# inputbox
> A cross-platform, native GUI input box for Rust. Yes, finally.
## The Story
Picture this: you're writing a Rust CLI tool and you just want to pop up a little
dialog that says _"hey, what's your name?"_ and take whatever the user types.
Simple, right?
So you look at the ecosystem.
- **`rfd`**: Rusty File Dialogs! Cross-platform! Async! Beautiful! ...opens files. Not text. Files.
- **`native-dialog`**: Again, no input box, just message boxes and file pickers.
- **`tinyfiledialogs`**: `input_box` looks promising! ...but why does my input box turn into a password input when `default` is empty (`Some("")`)? No multiline, no custom labels, no control over backends... Oh and it's a C binding.
- **`dialog`**: Finally, an input box! ...but not for Windows or macOS. It fully depends on tools like `zenity`, `kdialog` or `dialog`.
You stare into the void. The void stares back. You write the dialog in HTML/JS
because at least Electron works on all platforms.
_Not anymore._
## What `inputbox` Does
`inputbox` is a minimal, cross-platform Rust library that shows a native GUI
input dialog and returns what the user typed. It uses whatever is available on
the system. Should work™ most of the time.
## Quick Start
```toml
[dependencies]
inputbox = "0.1"
```
```rust
use inputbox::InputBox;
fn main() {
let result = InputBox::new()
.title("Greetings")
.prompt("What's your name?")
.run();
match result {
Some(name) => println!("Hello, {name}!"),
None => println!("Fine, be that way."),
}
}
```
## Features
- **Multiple input modes** — text, password, or multiline
- **Highly customizable** — title, prompt, button labels, and more
- **Works on most platforms** — Windows, macOS, and Linux (with `yad` or `zenity`)

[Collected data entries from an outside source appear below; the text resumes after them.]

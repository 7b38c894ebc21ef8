//! 认证相关的 HTTP 处理器
//!
//! 提供登录和获取当前用户的 API

use axum::{Extension, Json, extract::State};
use sqlx::FromRow;
use tracing::info;
use uuid::Uuid;
use validator::Validate;

use crate::auth::{Claims, verify_password};
use crate::dto::{ApiResponse, CurrentUserDto, LoginRequest, LoginResponse};
use crate::error::{AdminError, Result};
use crate::extract::FormOrJson;
use crate::state::AppState;

#[derive(Debug, FromRow)]
struct UserRow {
    id: Uuid,
    name: String,
    email: String,
    password_hash: String,
    role: String,
    is_banned: bool,
}

impl From<UserRow> for CurrentUserDto {
    fn from(row: UserRow) -> Self {
        Self {
            id: row.id,
            name: row.name,
            email: row.email,
            role: row.role,
        }
    }
}

/// 用户登录
///
/// POST /api/auth/login
pub async fn login(
    State(state): State<AppState>,
    FormOrJson(req): FormOrJson<LoginRequest>,
) -> Result<Json<ApiResponse<LoginResponse>>> {
    req.validate()?;

    let user: UserRow = sqlx::query_as(
        r#"
        SELECT id, name, email, password_hash, role, is_banned
        FROM users
        WHERE LOWER(email) = LOWER($1)
        "#,
    )
    .bind(req.email.trim())
    .fetch_optional(&state.pool)
    .await?
    .ok_or(AdminError::InvalidCredentials)?;

    if !verify_password(&req.password, &user.password_hash)? {
        return Err(AdminError::InvalidCredentials);
    }

    // 密码正确后再暴露封禁状态，避免探测账号是否存在
    if user.is_banned {
        return Err(AdminError::UserDisabled);
    }

    let (token, expires_at) = state.jwt_manager.generate_token(
        user.id,
        &user.name,
        &user.email,
        vec![user.role.clone()],
    )?;

    info!(user_id = %user.id, "用户登录");

    Ok(Json(ApiResponse::success(LoginResponse {
        token,
        expires_at,
        user: user.into(),
    })))
}

/// 获取当前用户信息
///
/// GET /api/auth/me
pub async fn me(
    State(state): State<AppState>,
    Extension(claims): Extension<Claims>,
) -> Result<Json<ApiResponse<CurrentUserDto>>> {
    let user_id = claims.user_id()?;

    let user: UserRow = sqlx::query_as(
        r#"
        SELECT id, name, email, password_hash, role, is_banned
        FROM users
        WHERE id = $1
        "#,
    )
    .bind(user_id)
    .fetch_optional(&state.pool)
    .await?
    .ok_or_else(|| AdminError::not_found("user", user_id))?;

    if user.is_banned {
        return Err(AdminError::UserDisabled);
    }

    Ok(Json(ApiResponse::success(user.into())))
}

- **Pluggable backends** — use a specific backend or let the library pick
## Backends
| `PSScript` | Windows | PowerShell + WinForms, no extra install needed |
| `JXAScript` | macOS | `osascript` JXA, built into the OS |
| `Yad` | Linux | [`yad`](https://github.com/v1cont/yad) — preferred if available |
| `Zenity` | Linux | `zenity` — fallback on GNOME systems |
The `run()` method automatically picks the best backend for the current platform.
You can also specify one explicitly via `run_with()`.